((
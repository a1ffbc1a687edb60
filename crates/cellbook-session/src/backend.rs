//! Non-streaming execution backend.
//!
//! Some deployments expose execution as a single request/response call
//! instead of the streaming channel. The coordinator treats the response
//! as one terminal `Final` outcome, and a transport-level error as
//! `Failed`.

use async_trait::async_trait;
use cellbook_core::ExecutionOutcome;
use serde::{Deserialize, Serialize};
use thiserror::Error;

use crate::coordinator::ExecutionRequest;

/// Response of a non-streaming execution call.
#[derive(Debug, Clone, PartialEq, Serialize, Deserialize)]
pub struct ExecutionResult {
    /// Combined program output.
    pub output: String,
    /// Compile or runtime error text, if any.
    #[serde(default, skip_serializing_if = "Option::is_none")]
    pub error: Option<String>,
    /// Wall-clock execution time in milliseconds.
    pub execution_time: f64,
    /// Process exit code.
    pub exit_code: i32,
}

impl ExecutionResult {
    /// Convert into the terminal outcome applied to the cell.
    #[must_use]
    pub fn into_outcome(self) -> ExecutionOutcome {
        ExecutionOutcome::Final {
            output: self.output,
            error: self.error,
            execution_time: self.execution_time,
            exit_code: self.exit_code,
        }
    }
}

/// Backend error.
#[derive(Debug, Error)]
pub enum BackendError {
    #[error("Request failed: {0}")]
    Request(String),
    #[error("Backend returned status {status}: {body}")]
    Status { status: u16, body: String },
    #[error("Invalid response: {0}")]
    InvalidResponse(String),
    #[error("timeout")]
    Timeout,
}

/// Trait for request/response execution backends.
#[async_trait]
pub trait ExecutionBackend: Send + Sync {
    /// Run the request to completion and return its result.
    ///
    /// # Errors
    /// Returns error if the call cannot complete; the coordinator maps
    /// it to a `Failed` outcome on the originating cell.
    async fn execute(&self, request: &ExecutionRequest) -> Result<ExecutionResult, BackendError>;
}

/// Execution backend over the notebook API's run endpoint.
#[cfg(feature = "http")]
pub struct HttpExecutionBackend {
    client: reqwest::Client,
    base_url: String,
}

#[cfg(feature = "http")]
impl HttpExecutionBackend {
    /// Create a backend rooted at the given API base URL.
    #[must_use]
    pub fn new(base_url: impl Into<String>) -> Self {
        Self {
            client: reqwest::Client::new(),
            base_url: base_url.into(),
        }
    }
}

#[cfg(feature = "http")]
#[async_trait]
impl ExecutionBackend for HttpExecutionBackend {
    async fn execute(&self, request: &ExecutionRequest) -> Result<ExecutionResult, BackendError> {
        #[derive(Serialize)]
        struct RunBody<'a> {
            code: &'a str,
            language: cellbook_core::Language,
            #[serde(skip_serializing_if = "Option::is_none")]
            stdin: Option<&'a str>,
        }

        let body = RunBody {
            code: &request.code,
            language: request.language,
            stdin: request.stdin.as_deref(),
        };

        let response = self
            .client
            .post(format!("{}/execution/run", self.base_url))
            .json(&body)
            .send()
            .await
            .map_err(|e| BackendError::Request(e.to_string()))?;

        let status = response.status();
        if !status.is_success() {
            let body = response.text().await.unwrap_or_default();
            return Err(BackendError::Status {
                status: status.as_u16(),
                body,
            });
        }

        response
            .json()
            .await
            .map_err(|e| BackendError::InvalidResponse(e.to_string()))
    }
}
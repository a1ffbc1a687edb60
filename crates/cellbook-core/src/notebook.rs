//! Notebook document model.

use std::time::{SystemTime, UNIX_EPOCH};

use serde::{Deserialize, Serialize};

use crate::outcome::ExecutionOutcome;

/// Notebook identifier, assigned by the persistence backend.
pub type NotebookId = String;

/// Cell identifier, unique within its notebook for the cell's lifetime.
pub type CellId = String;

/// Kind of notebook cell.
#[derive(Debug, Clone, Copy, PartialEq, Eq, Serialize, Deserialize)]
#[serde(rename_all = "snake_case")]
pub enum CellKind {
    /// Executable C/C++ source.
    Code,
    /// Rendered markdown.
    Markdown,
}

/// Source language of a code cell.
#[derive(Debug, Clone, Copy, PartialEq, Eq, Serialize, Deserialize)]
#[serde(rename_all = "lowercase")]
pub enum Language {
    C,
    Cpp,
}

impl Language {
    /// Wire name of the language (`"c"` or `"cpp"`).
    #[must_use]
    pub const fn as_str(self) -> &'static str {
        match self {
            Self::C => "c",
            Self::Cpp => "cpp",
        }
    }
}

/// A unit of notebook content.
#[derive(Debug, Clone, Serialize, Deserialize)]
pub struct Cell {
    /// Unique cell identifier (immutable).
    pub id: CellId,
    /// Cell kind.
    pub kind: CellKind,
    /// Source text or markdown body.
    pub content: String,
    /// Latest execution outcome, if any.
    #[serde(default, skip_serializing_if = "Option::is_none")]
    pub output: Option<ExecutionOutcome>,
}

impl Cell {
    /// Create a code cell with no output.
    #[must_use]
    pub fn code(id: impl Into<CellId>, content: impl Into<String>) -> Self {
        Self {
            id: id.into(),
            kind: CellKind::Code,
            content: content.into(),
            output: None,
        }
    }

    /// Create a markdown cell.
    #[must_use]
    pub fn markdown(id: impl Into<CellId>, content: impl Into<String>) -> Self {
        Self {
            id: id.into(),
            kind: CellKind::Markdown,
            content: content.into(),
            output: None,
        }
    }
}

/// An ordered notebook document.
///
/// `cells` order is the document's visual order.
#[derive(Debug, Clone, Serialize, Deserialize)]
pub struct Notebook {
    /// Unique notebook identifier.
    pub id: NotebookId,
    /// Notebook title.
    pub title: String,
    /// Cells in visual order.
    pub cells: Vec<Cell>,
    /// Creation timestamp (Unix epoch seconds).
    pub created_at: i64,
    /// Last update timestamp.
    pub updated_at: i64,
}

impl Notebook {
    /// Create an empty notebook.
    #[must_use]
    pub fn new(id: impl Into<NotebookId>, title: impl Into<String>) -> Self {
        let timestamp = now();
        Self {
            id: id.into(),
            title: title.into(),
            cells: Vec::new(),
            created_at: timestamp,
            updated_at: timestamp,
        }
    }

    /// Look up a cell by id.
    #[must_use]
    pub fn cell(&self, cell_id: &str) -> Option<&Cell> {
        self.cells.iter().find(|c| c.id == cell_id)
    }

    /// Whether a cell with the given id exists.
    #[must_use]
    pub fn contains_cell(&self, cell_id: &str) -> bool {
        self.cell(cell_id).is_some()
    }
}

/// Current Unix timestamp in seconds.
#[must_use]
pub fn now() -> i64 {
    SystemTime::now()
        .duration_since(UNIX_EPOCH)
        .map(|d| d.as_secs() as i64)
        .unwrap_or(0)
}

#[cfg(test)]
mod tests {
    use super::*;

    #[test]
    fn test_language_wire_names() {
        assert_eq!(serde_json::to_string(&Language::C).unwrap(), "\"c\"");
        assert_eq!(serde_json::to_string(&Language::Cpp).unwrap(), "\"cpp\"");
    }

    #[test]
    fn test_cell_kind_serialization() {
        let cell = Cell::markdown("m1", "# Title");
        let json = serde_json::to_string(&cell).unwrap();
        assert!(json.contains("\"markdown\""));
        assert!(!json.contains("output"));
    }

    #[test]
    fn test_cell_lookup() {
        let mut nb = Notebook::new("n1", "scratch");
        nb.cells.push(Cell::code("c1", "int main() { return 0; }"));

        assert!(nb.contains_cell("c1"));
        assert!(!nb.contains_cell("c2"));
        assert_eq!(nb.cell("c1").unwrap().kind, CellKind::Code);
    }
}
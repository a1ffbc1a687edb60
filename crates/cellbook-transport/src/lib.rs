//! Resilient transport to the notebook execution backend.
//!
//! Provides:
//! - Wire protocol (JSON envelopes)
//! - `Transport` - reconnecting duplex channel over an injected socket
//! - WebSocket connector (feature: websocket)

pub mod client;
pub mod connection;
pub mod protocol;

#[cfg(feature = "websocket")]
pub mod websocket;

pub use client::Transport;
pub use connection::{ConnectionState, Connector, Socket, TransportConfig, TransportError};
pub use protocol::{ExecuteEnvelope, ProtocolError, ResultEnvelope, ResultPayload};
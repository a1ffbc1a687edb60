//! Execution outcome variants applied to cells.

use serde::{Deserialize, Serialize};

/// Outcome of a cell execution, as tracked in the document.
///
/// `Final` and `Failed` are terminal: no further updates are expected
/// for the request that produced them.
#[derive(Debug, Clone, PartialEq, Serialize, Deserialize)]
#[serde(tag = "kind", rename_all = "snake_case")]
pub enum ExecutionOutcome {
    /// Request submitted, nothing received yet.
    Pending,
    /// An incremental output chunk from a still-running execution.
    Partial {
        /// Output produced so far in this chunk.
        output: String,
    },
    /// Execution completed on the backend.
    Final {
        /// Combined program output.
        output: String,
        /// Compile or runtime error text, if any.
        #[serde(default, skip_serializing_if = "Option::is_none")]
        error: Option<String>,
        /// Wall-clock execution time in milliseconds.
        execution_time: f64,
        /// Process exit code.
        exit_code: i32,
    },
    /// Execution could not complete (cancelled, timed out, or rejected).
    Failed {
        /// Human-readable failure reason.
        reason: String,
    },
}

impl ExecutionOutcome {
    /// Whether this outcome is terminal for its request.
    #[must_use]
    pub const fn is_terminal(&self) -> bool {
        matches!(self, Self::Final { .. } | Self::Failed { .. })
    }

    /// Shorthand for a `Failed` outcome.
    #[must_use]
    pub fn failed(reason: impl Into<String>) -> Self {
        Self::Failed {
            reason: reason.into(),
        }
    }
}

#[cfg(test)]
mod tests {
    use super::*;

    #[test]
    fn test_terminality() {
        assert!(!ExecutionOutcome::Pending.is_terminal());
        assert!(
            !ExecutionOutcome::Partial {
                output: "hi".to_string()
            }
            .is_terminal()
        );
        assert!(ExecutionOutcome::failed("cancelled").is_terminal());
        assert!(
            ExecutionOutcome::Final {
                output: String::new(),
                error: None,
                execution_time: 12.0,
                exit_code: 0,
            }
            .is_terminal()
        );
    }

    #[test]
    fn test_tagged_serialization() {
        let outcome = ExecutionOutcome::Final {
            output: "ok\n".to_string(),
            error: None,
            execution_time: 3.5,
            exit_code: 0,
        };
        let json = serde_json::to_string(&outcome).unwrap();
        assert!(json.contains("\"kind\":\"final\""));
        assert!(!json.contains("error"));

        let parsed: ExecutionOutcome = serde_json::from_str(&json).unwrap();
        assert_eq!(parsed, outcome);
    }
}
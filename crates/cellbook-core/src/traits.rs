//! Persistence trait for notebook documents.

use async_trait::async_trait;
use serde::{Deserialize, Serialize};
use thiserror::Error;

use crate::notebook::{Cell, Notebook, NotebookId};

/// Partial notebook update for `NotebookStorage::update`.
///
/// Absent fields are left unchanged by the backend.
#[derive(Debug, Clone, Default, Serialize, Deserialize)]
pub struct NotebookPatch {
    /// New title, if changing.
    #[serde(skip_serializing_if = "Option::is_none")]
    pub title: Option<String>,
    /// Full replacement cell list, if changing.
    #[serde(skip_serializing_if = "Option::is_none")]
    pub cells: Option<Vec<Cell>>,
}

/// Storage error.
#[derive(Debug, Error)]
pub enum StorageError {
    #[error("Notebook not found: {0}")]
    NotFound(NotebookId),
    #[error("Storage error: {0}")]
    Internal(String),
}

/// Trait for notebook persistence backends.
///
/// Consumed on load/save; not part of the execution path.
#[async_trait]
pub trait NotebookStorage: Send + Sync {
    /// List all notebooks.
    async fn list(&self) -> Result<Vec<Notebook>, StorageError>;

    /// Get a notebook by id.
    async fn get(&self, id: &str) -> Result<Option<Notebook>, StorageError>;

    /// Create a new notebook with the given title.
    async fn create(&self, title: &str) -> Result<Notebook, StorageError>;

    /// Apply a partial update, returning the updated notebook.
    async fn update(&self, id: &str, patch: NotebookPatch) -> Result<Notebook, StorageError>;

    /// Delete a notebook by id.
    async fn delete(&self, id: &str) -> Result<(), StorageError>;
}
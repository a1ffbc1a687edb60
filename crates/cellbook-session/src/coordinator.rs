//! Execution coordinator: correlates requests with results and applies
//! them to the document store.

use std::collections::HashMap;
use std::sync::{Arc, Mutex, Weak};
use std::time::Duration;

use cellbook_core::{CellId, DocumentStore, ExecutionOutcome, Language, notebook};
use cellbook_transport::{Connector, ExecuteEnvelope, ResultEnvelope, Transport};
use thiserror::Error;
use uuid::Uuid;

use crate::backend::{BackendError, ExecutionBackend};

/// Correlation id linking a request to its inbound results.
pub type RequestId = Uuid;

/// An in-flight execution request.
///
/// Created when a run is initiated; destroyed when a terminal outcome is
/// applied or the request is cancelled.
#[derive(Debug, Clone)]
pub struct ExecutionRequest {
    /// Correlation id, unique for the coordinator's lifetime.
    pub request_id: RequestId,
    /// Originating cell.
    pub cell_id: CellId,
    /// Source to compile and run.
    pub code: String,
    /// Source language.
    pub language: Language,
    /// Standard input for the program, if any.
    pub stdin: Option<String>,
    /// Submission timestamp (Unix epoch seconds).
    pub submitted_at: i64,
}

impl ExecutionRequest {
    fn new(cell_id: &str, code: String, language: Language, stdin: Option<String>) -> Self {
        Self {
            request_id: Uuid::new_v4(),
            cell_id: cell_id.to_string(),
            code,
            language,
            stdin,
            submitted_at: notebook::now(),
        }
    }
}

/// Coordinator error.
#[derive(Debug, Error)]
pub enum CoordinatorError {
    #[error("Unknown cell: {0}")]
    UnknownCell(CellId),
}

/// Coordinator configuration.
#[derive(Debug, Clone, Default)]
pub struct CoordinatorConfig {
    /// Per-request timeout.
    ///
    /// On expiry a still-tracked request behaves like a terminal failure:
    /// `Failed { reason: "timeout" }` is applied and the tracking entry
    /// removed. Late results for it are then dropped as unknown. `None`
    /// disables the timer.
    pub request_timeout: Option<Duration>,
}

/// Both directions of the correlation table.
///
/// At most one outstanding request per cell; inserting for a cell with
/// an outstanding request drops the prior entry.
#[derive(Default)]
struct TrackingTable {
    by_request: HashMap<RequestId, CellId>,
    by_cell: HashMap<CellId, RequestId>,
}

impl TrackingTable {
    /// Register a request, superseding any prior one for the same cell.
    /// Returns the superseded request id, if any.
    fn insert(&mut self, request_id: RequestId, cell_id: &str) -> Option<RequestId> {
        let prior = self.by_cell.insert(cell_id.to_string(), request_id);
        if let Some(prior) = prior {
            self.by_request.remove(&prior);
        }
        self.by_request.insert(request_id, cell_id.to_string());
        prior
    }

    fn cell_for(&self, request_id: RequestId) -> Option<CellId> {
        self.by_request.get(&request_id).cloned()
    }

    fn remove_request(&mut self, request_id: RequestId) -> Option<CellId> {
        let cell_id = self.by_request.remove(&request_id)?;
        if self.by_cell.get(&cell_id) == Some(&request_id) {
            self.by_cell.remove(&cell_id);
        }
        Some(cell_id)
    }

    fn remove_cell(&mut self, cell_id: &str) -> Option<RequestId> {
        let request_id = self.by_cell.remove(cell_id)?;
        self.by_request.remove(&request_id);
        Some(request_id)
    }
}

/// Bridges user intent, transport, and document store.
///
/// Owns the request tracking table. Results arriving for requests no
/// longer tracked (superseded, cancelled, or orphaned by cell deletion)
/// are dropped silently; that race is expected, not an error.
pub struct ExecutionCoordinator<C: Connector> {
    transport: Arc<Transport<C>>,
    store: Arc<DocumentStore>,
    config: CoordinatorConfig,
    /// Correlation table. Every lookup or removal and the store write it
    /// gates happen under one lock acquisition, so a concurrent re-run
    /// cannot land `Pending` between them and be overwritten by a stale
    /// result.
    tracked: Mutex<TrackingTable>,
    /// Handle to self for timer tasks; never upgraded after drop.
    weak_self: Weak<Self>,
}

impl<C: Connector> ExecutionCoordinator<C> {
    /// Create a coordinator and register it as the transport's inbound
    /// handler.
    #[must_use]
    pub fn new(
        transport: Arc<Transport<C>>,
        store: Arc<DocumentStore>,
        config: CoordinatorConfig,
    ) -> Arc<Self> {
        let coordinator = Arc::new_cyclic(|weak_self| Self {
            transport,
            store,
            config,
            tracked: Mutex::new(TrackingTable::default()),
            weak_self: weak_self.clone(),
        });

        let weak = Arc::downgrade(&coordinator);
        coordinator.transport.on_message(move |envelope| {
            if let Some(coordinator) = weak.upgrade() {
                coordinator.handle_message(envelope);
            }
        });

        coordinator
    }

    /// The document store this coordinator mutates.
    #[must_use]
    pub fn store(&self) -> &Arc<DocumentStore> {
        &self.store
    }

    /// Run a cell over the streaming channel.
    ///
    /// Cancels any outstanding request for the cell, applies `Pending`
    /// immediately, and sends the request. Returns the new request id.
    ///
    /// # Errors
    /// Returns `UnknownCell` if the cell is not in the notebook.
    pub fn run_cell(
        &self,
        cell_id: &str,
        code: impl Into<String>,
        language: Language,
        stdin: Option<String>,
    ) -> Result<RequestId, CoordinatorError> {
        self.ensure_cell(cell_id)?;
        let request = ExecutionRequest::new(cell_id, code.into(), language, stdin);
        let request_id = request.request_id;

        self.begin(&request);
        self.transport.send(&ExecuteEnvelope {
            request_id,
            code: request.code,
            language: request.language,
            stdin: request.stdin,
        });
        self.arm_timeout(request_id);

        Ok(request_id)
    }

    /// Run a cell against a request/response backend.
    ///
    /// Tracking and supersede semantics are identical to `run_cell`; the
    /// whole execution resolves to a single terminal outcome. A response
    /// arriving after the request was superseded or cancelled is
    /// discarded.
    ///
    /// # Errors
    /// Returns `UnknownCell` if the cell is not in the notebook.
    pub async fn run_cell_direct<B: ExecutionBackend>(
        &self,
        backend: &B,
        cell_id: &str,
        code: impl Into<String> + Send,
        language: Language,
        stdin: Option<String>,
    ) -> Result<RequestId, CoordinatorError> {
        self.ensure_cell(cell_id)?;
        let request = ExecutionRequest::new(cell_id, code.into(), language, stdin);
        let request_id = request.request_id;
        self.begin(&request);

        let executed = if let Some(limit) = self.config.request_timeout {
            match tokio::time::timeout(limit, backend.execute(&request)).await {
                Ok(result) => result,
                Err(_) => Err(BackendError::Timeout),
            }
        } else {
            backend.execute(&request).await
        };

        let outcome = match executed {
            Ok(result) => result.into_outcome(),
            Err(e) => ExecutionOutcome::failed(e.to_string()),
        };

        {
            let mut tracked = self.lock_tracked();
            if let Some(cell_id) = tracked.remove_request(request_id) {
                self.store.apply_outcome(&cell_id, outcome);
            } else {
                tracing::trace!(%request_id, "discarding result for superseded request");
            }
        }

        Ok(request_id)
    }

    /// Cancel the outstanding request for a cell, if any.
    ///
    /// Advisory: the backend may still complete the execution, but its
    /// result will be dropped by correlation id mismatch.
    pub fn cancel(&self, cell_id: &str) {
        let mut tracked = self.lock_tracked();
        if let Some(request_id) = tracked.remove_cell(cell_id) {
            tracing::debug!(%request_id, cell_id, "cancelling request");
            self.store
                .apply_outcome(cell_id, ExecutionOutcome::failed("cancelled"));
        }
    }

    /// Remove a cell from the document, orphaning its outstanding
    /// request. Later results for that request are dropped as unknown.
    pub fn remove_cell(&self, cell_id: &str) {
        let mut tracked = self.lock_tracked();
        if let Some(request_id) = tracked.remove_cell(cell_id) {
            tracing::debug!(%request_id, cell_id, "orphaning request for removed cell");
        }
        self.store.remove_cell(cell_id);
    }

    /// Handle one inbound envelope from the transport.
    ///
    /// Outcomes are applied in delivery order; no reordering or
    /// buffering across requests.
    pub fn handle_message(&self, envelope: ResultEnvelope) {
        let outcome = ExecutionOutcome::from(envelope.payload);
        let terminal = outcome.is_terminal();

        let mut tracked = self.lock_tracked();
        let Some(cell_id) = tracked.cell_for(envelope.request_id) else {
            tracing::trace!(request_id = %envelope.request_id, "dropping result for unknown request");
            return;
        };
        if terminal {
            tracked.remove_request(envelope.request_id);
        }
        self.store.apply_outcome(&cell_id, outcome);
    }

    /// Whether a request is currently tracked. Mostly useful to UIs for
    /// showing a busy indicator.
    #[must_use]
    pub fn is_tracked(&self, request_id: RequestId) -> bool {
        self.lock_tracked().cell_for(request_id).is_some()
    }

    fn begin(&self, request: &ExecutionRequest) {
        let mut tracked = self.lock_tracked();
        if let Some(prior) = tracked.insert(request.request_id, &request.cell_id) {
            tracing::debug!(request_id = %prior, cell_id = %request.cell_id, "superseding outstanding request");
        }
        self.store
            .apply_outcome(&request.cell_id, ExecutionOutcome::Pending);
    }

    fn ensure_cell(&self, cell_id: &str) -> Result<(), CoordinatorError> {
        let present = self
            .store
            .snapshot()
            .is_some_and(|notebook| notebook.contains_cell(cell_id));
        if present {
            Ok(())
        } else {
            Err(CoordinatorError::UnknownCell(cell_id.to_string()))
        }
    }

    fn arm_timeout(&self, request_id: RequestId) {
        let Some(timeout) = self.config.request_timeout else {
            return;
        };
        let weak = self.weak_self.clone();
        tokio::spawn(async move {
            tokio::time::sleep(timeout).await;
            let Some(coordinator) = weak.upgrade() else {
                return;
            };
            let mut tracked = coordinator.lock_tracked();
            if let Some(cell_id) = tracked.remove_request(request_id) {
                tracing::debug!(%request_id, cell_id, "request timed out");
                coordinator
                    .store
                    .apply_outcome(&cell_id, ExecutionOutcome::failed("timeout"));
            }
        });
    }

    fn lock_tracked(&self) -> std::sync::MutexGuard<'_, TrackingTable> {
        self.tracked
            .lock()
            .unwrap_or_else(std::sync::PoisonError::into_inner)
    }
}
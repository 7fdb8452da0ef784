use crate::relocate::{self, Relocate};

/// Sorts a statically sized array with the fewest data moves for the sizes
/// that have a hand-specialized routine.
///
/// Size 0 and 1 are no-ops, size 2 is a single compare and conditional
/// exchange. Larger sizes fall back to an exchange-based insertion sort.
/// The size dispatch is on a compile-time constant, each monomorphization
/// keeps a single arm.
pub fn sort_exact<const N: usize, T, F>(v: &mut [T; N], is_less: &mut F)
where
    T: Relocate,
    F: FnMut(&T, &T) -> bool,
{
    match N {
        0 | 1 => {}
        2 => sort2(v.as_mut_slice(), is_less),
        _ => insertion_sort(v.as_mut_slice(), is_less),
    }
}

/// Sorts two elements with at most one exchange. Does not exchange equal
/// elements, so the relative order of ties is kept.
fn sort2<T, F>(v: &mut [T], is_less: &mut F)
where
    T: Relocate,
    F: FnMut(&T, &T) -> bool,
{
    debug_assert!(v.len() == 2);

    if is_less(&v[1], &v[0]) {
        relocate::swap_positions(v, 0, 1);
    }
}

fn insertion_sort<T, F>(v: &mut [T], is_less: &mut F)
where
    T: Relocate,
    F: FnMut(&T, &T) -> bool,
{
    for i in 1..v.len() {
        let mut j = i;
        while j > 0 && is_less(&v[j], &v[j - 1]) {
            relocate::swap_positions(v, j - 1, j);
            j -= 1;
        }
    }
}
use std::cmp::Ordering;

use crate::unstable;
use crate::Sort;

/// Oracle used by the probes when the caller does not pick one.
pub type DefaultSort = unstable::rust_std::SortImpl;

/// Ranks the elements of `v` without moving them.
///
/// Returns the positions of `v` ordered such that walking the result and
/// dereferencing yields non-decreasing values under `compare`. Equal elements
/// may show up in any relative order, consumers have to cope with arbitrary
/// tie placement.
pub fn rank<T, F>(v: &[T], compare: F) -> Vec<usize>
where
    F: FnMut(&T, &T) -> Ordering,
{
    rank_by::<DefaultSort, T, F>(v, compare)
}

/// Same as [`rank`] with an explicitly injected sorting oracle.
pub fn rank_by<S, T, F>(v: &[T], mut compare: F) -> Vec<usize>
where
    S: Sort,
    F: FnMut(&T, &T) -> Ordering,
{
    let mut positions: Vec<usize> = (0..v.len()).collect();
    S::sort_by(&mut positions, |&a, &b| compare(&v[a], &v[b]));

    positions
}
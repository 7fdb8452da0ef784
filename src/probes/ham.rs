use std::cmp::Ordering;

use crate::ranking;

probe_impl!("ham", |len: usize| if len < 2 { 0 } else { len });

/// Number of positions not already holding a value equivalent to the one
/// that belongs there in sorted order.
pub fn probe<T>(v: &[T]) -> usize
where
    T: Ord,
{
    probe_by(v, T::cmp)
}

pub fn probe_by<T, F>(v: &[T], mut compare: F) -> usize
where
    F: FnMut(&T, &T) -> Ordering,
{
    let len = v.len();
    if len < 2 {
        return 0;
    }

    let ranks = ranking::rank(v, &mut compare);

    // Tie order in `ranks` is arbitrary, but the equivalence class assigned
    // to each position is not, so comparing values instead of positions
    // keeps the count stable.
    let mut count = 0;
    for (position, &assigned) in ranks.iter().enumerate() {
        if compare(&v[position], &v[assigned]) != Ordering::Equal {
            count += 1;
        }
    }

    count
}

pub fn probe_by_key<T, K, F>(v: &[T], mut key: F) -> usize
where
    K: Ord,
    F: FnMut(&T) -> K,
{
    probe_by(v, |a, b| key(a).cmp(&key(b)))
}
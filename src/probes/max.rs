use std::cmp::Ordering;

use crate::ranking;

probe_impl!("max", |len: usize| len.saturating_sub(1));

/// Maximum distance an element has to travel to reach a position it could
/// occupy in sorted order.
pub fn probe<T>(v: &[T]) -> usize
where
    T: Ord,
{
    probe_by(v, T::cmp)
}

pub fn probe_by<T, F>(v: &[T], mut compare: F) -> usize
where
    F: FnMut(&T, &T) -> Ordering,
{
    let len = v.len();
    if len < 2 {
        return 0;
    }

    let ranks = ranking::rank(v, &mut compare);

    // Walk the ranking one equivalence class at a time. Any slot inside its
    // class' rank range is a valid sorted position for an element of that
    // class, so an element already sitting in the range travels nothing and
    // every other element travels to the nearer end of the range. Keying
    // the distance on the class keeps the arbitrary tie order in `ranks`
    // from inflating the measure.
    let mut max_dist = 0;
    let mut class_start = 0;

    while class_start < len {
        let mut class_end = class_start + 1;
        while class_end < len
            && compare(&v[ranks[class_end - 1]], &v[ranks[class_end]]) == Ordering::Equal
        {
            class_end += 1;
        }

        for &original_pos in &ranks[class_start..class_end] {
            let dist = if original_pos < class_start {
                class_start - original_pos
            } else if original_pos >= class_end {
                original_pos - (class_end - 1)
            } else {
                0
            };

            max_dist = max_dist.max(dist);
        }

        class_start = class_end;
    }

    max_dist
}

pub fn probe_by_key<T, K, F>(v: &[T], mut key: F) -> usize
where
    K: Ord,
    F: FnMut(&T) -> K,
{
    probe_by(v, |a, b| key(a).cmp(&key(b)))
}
))
**TRY IT**
Scan the material above for the string "given" and report each line where you find it.

**FINISHED EXERCISE**
    /// Create a backend rooted at the given API base URL.
    /// Whether a cell with the given id exists.
    /// Create a new notebook with the given title.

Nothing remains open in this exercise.